Data extracted from a collection —
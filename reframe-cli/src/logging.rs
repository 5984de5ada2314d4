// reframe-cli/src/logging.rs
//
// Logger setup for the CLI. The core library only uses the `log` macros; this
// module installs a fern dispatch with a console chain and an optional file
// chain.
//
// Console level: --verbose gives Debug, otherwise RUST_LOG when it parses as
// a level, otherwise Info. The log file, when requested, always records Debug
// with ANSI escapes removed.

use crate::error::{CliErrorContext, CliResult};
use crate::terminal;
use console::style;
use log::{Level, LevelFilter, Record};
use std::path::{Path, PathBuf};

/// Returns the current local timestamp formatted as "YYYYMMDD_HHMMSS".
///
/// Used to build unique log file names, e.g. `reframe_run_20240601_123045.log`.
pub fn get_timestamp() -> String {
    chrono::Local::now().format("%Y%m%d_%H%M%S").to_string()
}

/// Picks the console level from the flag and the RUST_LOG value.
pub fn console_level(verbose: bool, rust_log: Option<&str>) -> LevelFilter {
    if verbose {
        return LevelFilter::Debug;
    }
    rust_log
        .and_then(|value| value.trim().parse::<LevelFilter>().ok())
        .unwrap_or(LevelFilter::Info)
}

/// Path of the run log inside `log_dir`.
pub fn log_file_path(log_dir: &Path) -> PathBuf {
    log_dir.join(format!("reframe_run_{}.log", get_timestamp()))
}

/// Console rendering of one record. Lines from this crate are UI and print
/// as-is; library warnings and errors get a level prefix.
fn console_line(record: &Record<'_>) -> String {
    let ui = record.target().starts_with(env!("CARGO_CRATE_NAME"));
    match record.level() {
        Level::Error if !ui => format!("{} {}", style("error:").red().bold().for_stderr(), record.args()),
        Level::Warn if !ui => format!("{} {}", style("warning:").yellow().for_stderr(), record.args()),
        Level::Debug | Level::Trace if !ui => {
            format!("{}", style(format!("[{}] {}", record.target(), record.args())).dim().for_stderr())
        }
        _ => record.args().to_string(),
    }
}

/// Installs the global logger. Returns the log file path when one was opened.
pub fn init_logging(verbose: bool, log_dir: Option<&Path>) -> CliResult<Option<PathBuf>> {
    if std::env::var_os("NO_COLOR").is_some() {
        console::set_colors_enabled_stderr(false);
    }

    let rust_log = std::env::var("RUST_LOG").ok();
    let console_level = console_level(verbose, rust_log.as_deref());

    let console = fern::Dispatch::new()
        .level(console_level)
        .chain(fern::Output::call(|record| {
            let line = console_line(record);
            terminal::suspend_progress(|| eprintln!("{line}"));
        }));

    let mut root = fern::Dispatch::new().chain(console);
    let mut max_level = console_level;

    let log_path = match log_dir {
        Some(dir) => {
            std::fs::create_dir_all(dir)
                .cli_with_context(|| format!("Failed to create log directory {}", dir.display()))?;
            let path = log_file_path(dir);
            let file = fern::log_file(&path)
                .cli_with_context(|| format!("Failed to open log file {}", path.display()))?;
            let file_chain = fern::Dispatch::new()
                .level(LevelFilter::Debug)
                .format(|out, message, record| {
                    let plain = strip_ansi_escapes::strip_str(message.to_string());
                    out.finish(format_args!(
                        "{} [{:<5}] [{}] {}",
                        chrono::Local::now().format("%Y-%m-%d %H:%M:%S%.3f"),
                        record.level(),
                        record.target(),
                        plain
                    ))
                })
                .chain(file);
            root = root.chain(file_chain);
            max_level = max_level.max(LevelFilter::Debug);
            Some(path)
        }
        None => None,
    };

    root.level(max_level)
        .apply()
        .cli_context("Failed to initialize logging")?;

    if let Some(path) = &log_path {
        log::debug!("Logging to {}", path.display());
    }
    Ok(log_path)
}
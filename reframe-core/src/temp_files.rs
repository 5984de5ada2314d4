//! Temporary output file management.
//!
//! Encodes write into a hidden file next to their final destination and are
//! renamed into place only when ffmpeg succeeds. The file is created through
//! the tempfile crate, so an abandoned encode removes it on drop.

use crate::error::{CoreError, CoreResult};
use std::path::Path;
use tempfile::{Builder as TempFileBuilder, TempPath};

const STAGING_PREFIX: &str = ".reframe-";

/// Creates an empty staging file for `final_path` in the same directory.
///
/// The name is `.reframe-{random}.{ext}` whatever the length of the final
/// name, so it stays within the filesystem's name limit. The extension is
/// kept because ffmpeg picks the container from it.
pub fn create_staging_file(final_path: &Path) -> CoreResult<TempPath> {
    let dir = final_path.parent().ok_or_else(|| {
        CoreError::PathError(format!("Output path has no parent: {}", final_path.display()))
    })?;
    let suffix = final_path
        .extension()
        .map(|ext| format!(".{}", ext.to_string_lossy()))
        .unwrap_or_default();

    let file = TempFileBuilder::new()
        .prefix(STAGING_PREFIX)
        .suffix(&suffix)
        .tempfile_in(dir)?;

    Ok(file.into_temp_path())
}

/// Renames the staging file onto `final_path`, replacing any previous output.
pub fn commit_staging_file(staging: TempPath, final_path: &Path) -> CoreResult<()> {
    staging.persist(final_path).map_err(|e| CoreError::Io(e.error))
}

REQUIRED ACTION —
Your answer should be the lines of the records that include the word "bool".

RESULT FOR THIS EXERCISE —
pub fn console_level(verbose: bool, rust_log: Option<&str>) -> LevelFilter {
pub fn init_logging(verbose: bool, log_dir: Option<&Path>) -> CliResult<Option<PathBuf>> {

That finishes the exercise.